In Florida, nearly 70 percent of people who invoked ‘Stand Your Ground’ walked away scot free
It took 44 days before George Zimmerman was arrested for Trayvon Martin’s death because police claimed he was “standing his ground” when he fatally shot the teenager. But these kinds of delays are not all that uncommon under the ALEC-sponsored law, a new report by Tampa Bay Times concludes. The report finds that in nearly one-third of 200 Stand Your Ground cases, the defendant had initiated the fight, shot an unarmed individual or first pursued the victim, and were never even charged with crimes.
Additionally, Stand Your Ground has allowed police a wide latitude of interpretation, resulting in uneven enforcement for whites and blacks. Some of the report’s findings include:
Nearly 70 percent of those who have invoked “stand your ground” to avoid prosecution have gone free.
73 percent of those who killed a black person walked away without penalty, while 59 percent of those who killed a white person went free.
Attorneys are increasingly invoking Stand Your Ground in ways state legislators didn’t originally intend, and use of this defense has grown five-fold in nonfatal cases between 2008 and 2011.

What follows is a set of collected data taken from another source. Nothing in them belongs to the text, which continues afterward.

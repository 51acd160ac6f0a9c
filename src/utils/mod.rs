//! Project-specific utilities live here.

use time::{format_description::well_known::Rfc3339, Date, OffsetDateTime};

/// Calendar year of a publication date.
///
/// Accepts RFC 3339 timestamps and bare `YYYY-MM-DD` dates; anything else
/// yields `None`.
pub fn published_year(published: &str) -> Option<i32> {
    if let Ok(timestamp) = OffsetDateTime::parse(published, &Rfc3339) {
        return Some(timestamp.year());
    }
    let format = time::macros::format_description!("[year]-[month]-[day]");
    Date::parse(published, &format).ok().map(|date| date.year())
}
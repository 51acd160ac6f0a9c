pub mod books;
pub mod ui;

use bookshelf_kernel::ModuleRegistry;

use crate::session::SharedSession;

/// Register all project-specific modules with the registry
pub fn register_all(registry: &mut ModuleRegistry, session: &SharedSession) {
    registry.register_core(ui::create_module(session.clone()));
    registry.register_custom(books::create_module(session.clone()));
}
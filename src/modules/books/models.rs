use std::collections::HashMap;

use indexmap::IndexMap;
use serde::{Deserialize, Serialize};

/// Value of the author and genre fields meaning "no constraint".
pub const ANY: &str = "any";

/// A catalog entry.
#[derive(Debug, Clone, PartialEq, Eq, Serialize, Deserialize)]
pub struct Book {
    /// Unique identifier for the book
    pub id: String,
    pub title: String,
    /// Key into the author table
    #[serde(rename = "author")]
    pub author_id: String,
    /// Cover image URI
    pub image: String,
    /// Publication date, RFC 3339
    pub published: String,
    pub description: String,
    /// Keys into the genre table
    #[serde(rename = "genres")]
    pub genre_ids: Vec<String>,
}

/// The on-disk shape of a catalog dataset. Lookup tables keep file order.
#[derive(Debug, Clone, Default, Serialize, Deserialize)]
pub struct Dataset {
    pub books: Vec<Book>,
    pub authors: IndexMap<String, String>,
    pub genres: IndexMap<String, String>,
}

/// One dimension of a search: either unconstrained or pinned to an id.
#[derive(Debug, Clone, PartialEq, Eq, Default)]
pub enum Constraint {
    #[default]
    Any,
    Is(String),
}

impl Constraint {
    /// `"any"` and a missing field both mean no constraint.
    pub fn from_field(value: Option<&str>) -> Self {
        match value {
            None | Some(ANY) => Constraint::Any,
            Some(id) => Constraint::Is(id.to_string()),
        }
    }

    pub fn is_any(&self) -> bool {
        matches!(self, Constraint::Any)
    }

    pub fn as_field(&self) -> &str {
        match self {
            Constraint::Any => ANY,
            Constraint::Is(id) => id,
        }
    }
}

/// Criteria from one search-form submission.
#[derive(Debug, Clone, PartialEq, Eq, Default)]
pub struct FilterCriteria {
    /// Trimmed title substring; empty means unconstrained.
    pub title_query: String,
    pub author: Constraint,
    pub genre: Constraint,
}

impl FilterCriteria {
    pub fn new(title: &str, author: Constraint, genre: Constraint) -> Self {
        Self {
            title_query: title.trim().to_string(),
            author,
            genre,
        }
    }

    /// Build criteria from submitted form fields (`title`, `author`, `genre`).
    ///
    /// Missing fields are unconstrained, never an error.
    pub fn from_form(fields: &HashMap<String, String>) -> Self {
        Self::new(
            fields.get("title").map(String::as_str).unwrap_or_default(),
            Constraint::from_field(fields.get("author").map(String::as_str)),
            Constraint::from_field(fields.get("genre").map(String::as_str)),
        )
    }

    /// True when nothing narrows the catalog.
    pub fn is_unconstrained(&self) -> bool {
        self.title_query.is_empty() && self.author.is_any() && self.genre.is_any()
    }
}
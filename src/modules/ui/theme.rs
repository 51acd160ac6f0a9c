//! Day/night theme expressed as CSS custom properties.

use std::collections::HashMap;

use serde::Serialize;

const DARK_INK: &str = "10, 10, 20";
const LIGHT_PAPER: &str = "255, 255, 255";

#[derive(Debug, Clone, Copy, PartialEq, Eq, Default, Serialize)]
#[serde(rename_all = "lowercase")]
pub enum Theme {
    #[default]
    Day,
    Night,
}

impl Theme {
    pub fn from_preference(prefers_dark: bool) -> Self {
        if prefers_dark {
            Theme::Night
        } else {
            Theme::Day
        }
    }

    /// Settings-form value: `night` selects night, anything else day.
    pub fn from_field(value: Option<&str>) -> Self {
        match value {
            Some("night") => Theme::Night,
            _ => Theme::Day,
        }
    }

    /// Settings-form submission; only the `theme` field is read.
    pub fn from_form(fields: &HashMap<String, String>) -> Self {
        Self::from_field(fields.get("theme").map(String::as_str))
    }

    pub fn as_str(&self) -> &'static str {
        match self {
            Theme::Day => "day",
            Theme::Night => "night",
        }
    }

    pub fn palette(&self) -> Palette {
        match self {
            Theme::Day => Palette {
                color_dark: DARK_INK,
                color_light: LIGHT_PAPER,
            },
            Theme::Night => Palette {
                color_dark: LIGHT_PAPER,
                color_light: DARK_INK,
            },
        }
    }
}

/// RGB triples assigned to `--color-dark` and `--color-light`.
#[derive(Debug, Clone, Copy, PartialEq, Eq, Serialize)]
pub struct Palette {
    #[serde(rename = "--color-dark")]
    pub color_dark: &'static str,
    #[serde(rename = "--color-light")]
    pub color_light: &'static str,
}

impl Palette {
    /// Inline style declaration for the document root.
    pub fn to_css(&self) -> String {
        format!(
            "--color-dark: {}; --color-light: {};",
            self.color_dark, self.color_light
        )
    }
}

/// Interpret a `Sec-CH-Prefers-Color-Scheme` client hint.
pub fn prefers_dark_hint(value: &str) -> Option<bool> {
    match value.trim().trim_matches('"') {
        "dark" => Some(true),
        "light" => Some(false),
        _ => None,
    }
}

Among the incidents where defendants walked free: “One man killed two unarmed people and walked out of jail. Another shot a man as he lay on the ground. Others went free after shooting their victims in the back.”
There are three times more concealed carry permits in Florida since 2005, when Florida passed the law.

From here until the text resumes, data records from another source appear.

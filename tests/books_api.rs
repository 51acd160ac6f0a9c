use axum::body::Body;
use axum::http::{header, Request, StatusCode};
use axum::Router;
use bookshelf_kernel::settings::Settings;
use serde_json::Value;
use tower::ServiceExt;

fn app() -> Router {
    let settings = Settings::default();
    let (registry, _session) = bookshelf_app::app::build_registry(&settings).unwrap();
    bookshelf_http::build_router(&registry, &settings)
}

async fn send(app: &Router, request: Request<Body>) -> (StatusCode, Value) {
    let response = app.clone().oneshot(request).await.unwrap();
    let status = response.status();
    let bytes = axum::body::to_bytes(response.into_body(), usize::MAX)
        .await
        .unwrap();
    let body = serde_json::from_slice(&bytes).unwrap_or(Value::Null);
    (status, body)
}

fn get(uri: &str) -> Request<Body> {
    Request::get(uri).body(Body::empty()).unwrap()
}

fn post_form(uri: &str, form: &str) -> Request<Body> {
    Request::post(uri)
        .header(header::CONTENT_TYPE, "application/x-www-form-urlencoded")
        .body(Body::from(form.to_string()))
        .unwrap()
}

fn titles(items: &Value) -> Vec<String> {
    items
        .as_array()
        .unwrap()
        .iter()
        .map(|item| item["title"].as_str().unwrap().to_string())
        .collect()
}

#[tokio::test]
async fn initial_list_shows_first_page() {
    let app = app();
    let (status, body) = send(&app, get("/api/books")).await;

    assert_eq!(status, StatusCode::OK);
    assert_eq!(body["items"].as_array().unwrap().len(), 36);
    assert_eq!(body["total"], 42);
    assert_eq!(body["page_index"], 1);
    assert_eq!(body["empty"], false);
    assert_eq!(body["show_more"]["label"], "Show more (6)");
    assert_eq!(body["show_more"]["disabled"], false);
    assert_eq!(body["criteria"]["author"], "any");
    assert_eq!(body["items"][0]["author"], "Ursula K. Le Guin");
}

#[tokio::test]
async fn show_more_appends_then_stops() {
    let app = app();

    let (status, body) = send(&app, post_form("/api/books/show-more", "")).await;
    assert_eq!(status, StatusCode::OK);
    assert_eq!(body["items"].as_array().unwrap().len(), 6);
    assert_eq!(body["page_index"], 2);
    assert_eq!(body["show_more"]["remaining"], 0);
    assert_eq!(body["show_more"]["disabled"], true);

    let (_, again) = send(&app, post_form("/api/books/show-more", "")).await;
    assert!(again["items"].as_array().unwrap().is_empty());
    assert_eq!(again["page_index"], 2);

    let (_, list) = send(&app, get("/api/books")).await;
    assert_eq!(list["items"].as_array().unwrap().len(), 42);
}

#[tokio::test]
async fn search_filters_and_rewinds() {
    let app = app();
    send(&app, post_form("/api/books/show-more", "")).await;
    send(&app, post_form("/api/ui/overlays/search/open", "")).await;

    let (status, body) = send(
        &app,
        post_form("/api/books/search", "title=+murder+&author=any&genre=g3"),
    )
    .await;

    assert_eq!(status, StatusCode::OK);
    assert_eq!(
        titles(&body["items"]),
        vec![
            "Murder on the Orient Express",
            "The Murder of Roger Ackroyd",
            "The ABC Murders",
        ]
    );
    assert_eq!(body["empty"], false);
    assert_eq!(body["show_more"]["disabled"], true);
    assert_eq!(body["effects"], serde_json::json!(["scroll_to_top"]));

    let (_, list) = send(&app, get("/api/books")).await;
    assert_eq!(list["page_index"], 1);
    assert_eq!(list["criteria"]["title"], "murder");
    assert_eq!(list["criteria"]["genre"], "g3");

    let (_, overlays) = send(&app, get("/api/ui/overlays")).await;
    assert_eq!(overlays["open"], serde_json::json!([]));
}

#[tokio::test]
async fn search_with_missing_fields_matches_everything() {
    let app = app();
    let (_, body) = send(&app, post_form("/api/books/search", "")).await;
    assert_eq!(body["total"], 42);
    assert_eq!(body["show_more"]["remaining"], 6);
}

#[tokio::test]
async fn search_without_matches_reports_empty() {
    let app = app();
    let (_, body) = send(&app, post_form("/api/books/search", "title=zzz")).await;
    assert_eq!(body["empty"], true);
    assert_eq!(body["total"], 0);
    assert_eq!(body["show_more"]["label"], "Show more (0)");
}

#[tokio::test]
async fn author_search_for_mary_shelley() {
    let app = app();
    let (_, body) = send(&app, post_form("/api/books/search", "author=a8")).await;
    assert_eq!(
        titles(&body["items"]),
        vec!["Frankenstein", "The Last Man", "Mathilda"]
    );
}

#[tokio::test]
async fn reading_detail_leaves_overlays_closed() {
    let app = app();
    let (status, body) = send(&app, get("/api/books/b040")).await;

    assert_eq!(status, StatusCode::OK);
    assert_eq!(body["title"], "Frankenstein");
    assert_eq!(body["subtitle"], "Mary Shelley (1818)");

    let (_, overlays) = send(&app, get("/api/ui/overlays")).await;
    assert_eq!(overlays["open"], serde_json::json!([]));
    assert_eq!(overlays["active_book"], Value::Null);
}

#[tokio::test]
async fn opening_detail_sets_active_book() {
    let app = app();
    let (status, body) = send(&app, post_form("/api/books/b040/open", "")).await;

    assert_eq!(status, StatusCode::OK);
    assert_eq!(body["title"], "Frankenstein");

    let (_, overlays) = send(&app, get("/api/ui/overlays")).await;
    assert_eq!(overlays["open"], serde_json::json!(["detail"]));
    assert_eq!(overlays["active_book"], "b040");

    send(&app, post_form("/api/ui/overlays/detail/close", "")).await;
    let (_, overlays) = send(&app, get("/api/ui/overlays")).await;
    assert_eq!(overlays["active_book"], Value::Null);
}

#[tokio::test]
async fn unknown_book_is_not_found() {
    let app = app();
    let (status, body) = send(&app, get("/api/books/b999")).await;
    assert_eq!(status, StatusCode::NOT_FOUND);
    assert_eq!(body["error"]["code"], "not_found");

    let (status, _) = send(&app, post_form("/api/books/b999/open", "")).await;
    assert_eq!(status, StatusCode::NOT_FOUND);
}

#[tokio::test]
async fn dropdown_options_lead_with_any() {
    let app = app();

    let (_, genres) = send(&app, get("/api/books/genres")).await;
    assert_eq!(genres[0]["value"], "any");
    assert_eq!(genres[0]["label"], "All Genres");
    assert_eq!(genres.as_array().unwrap().len(), 7);

    let (_, authors) = send(&app, get("/api/books/authors")).await;
    assert_eq!(authors[0]["label"], "All Authors");
    assert_eq!(authors[1]["value"], "a1");
    assert_eq!(authors[1]["label"], "Ursula K. Le Guin");
    assert_eq!(authors[8]["value"], "a8");
}

#[tokio::test]
async fn theme_follows_hint_until_chosen() {
    let app = app();

    let request = Request::get("/api/ui/theme")
        .header("Sec-CH-Prefers-Color-Scheme", "\"dark\"")
        .body(Body::empty())
        .unwrap();
    let (_, hinted) = send(&app, request).await;
    assert_eq!(hinted["theme"], "night");
    assert_eq!(hinted["palette"]["--color-dark"], "255, 255, 255");

    send(&app, post_form("/api/ui/overlays/settings/open", "")).await;
    let (status, chosen) = send(&app, post_form("/api/ui/theme", "theme=day")).await;
    assert_eq!(status, StatusCode::OK);
    assert_eq!(chosen["theme"], "day");
    assert_eq!(
        chosen["css"],
        "--color-dark: 10, 10, 20; --color-light: 255, 255, 255;"
    );

    let request = Request::get("/api/ui/theme")
        .header("Sec-CH-Prefers-Color-Scheme", "dark")
        .body(Body::empty())
        .unwrap();
    let (_, after) = send(&app, request).await;
    assert_eq!(after["theme"], "day");

    let (_, overlays) = send(&app, get("/api/ui/overlays")).await;
    assert_eq!(overlays["open"], serde_json::json!([]));
}

#[tokio::test]
async fn opening_search_sets_focus() {
    let app = app();
    let (status, body) = send(&app, post_form("/api/ui/overlays/search/open", "")).await;
    assert_eq!(status, StatusCode::OK);
    assert_eq!(body["open"], serde_json::json!(["search"]));
    assert_eq!(body["focus"], "search-title");
}

#[tokio::test]
async fn unknown_overlay_is_bad_request() {
    let app = app();
    let (status, body) = send(&app, post_form("/api/ui/overlays/menu/open", "")).await;
    assert_eq!(status, StatusCode::BAD_REQUEST);
    assert_eq!(body["error"]["code"], "bad_request");

    let (status, _) = send(&app, post_form("/api/ui/overlays/detail/open", "")).await;
    assert_eq!(status, StatusCode::BAD_REQUEST);
}

#[tokio::test]
async fn openapi_lists_module_paths() {
    let app = app();
    let (_, spec) = send(&app, get("/docs/openapi.json")).await;
    assert!(spec["paths"]["/api/books/search"].is_object());
    assert!(spec["paths"]["/api/books/{id}/open"]["post"].is_object());
    assert!(spec["paths"]["/api/ui/theme"].is_object());
    assert!(spec["components"]["schemas"]["BookDetail"].is_object());
}
//! HTTP handlers for theme and overlay state.

use std::collections::HashMap;

use axum::{
    extract::{Path, State},
    http::HeaderMap,
    routing::{get, post},
    Form, Json, Router,
};
use bookshelf_http::error::AppError;
use serde::Serialize;

use super::overlay::{Overlay, OverlayError};
use super::theme::{self, Palette, Theme};
use crate::session::{Session, SharedSession};

const COLOR_SCHEME_HINT: &str = "sec-ch-prefers-color-scheme";

#[derive(Debug, Serialize)]
pub struct ThemeView {
    pub theme: Theme,
    pub palette: Palette,
    /// Ready-made inline style for the document root
    pub css: String,
}

impl ThemeView {
    fn new(theme: Theme) -> Self {
        let palette = theme.palette();
        Self {
            theme,
            css: palette.to_css(),
            palette,
        }
    }
}

#[derive(Debug, Serialize)]
pub struct OverlaysView {
    pub open: Vec<Overlay>,
    pub focus: Option<&'static str>,
    pub active_book: Option<String>,
}

impl From<&Session> for OverlaysView {
    fn from(session: &Session) -> Self {
        Self {
            open: session.overlays.open_overlays().collect(),
            focus: session.overlays.focus(),
            active_book: session.active_book().map(str::to_string),
        }
    }
}

impl From<OverlayError> for AppError {
    fn from(err: OverlayError) -> Self {
        AppError::bad_request(err.to_string())
    }
}

pub fn router(session: SharedSession) -> Router {
    Router::new()
        .route("/theme", get(get_theme).post(set_theme))
        .route("/overlays", get(list_overlays))
        .route("/overlays/{name}/open", post(open_overlay))
        .route("/overlays/{name}/close", post(close_overlay))
        .with_state(session)
}

fn prefers_dark(headers: &HeaderMap) -> Option<bool> {
    headers
        .get(COLOR_SCHEME_HINT)
        .and_then(|value| value.to_str().ok())
        .and_then(theme::prefers_dark_hint)
}

async fn get_theme(State(session): State<SharedSession>, headers: HeaderMap) -> Json<ThemeView> {
    let session = session.lock().await;
    Json(ThemeView::new(session.theme(prefers_dark(&headers))))
}

async fn set_theme(
    State(session): State<SharedSession>,
    Form(fields): Form<HashMap<String, String>>,
) -> Json<ThemeView> {
    let theme = Theme::from_form(&fields);
    let mut session = session.lock().await;
    session.choose_theme(theme);
    Json(ThemeView::new(theme))
}

async fn list_overlays(State(session): State<SharedSession>) -> Json<OverlaysView> {
    let session = session.lock().await;
    Json(OverlaysView::from(&*session))
}

async fn open_overlay(
    State(session): State<SharedSession>,
    Path(name): Path<String>,
) -> Result<Json<OverlaysView>, AppError> {
    let overlay: Overlay = name.parse()?;
    if overlay == Overlay::Detail {
        return Err(AppError::bad_request(
            "the detail overlay opens by selecting a book",
        ));
    }

    let mut session = session.lock().await;
    session.overlays.open(overlay);
    Ok(Json(OverlaysView::from(&*session)))
}

async fn close_overlay(
    State(session): State<SharedSession>,
    Path(name): Path<String>,
) -> Result<Json<OverlaysView>, AppError> {
    let overlay: Overlay = name.parse()?;
    let mut session = session.lock().await;
    session.close_overlay(overlay);
    Ok(Json(OverlaysView::from(&*session)))
}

In Florida, the number of Stand Your Ground cases is on the rise, being invoked in cases with both minor injuries and where the defendants shot a person who was unarmed or whose back was turned. As Tampa Bay Times writes, “If you claim ‘stand your ground’ as the reason you shot someone, what happens to you can depend less on the merits of the case than on who you are, whom you kill and where your case is decided.” For George Zimmerman, these inconsistencies have played out in national media, but many times these cases escape notice and even police records.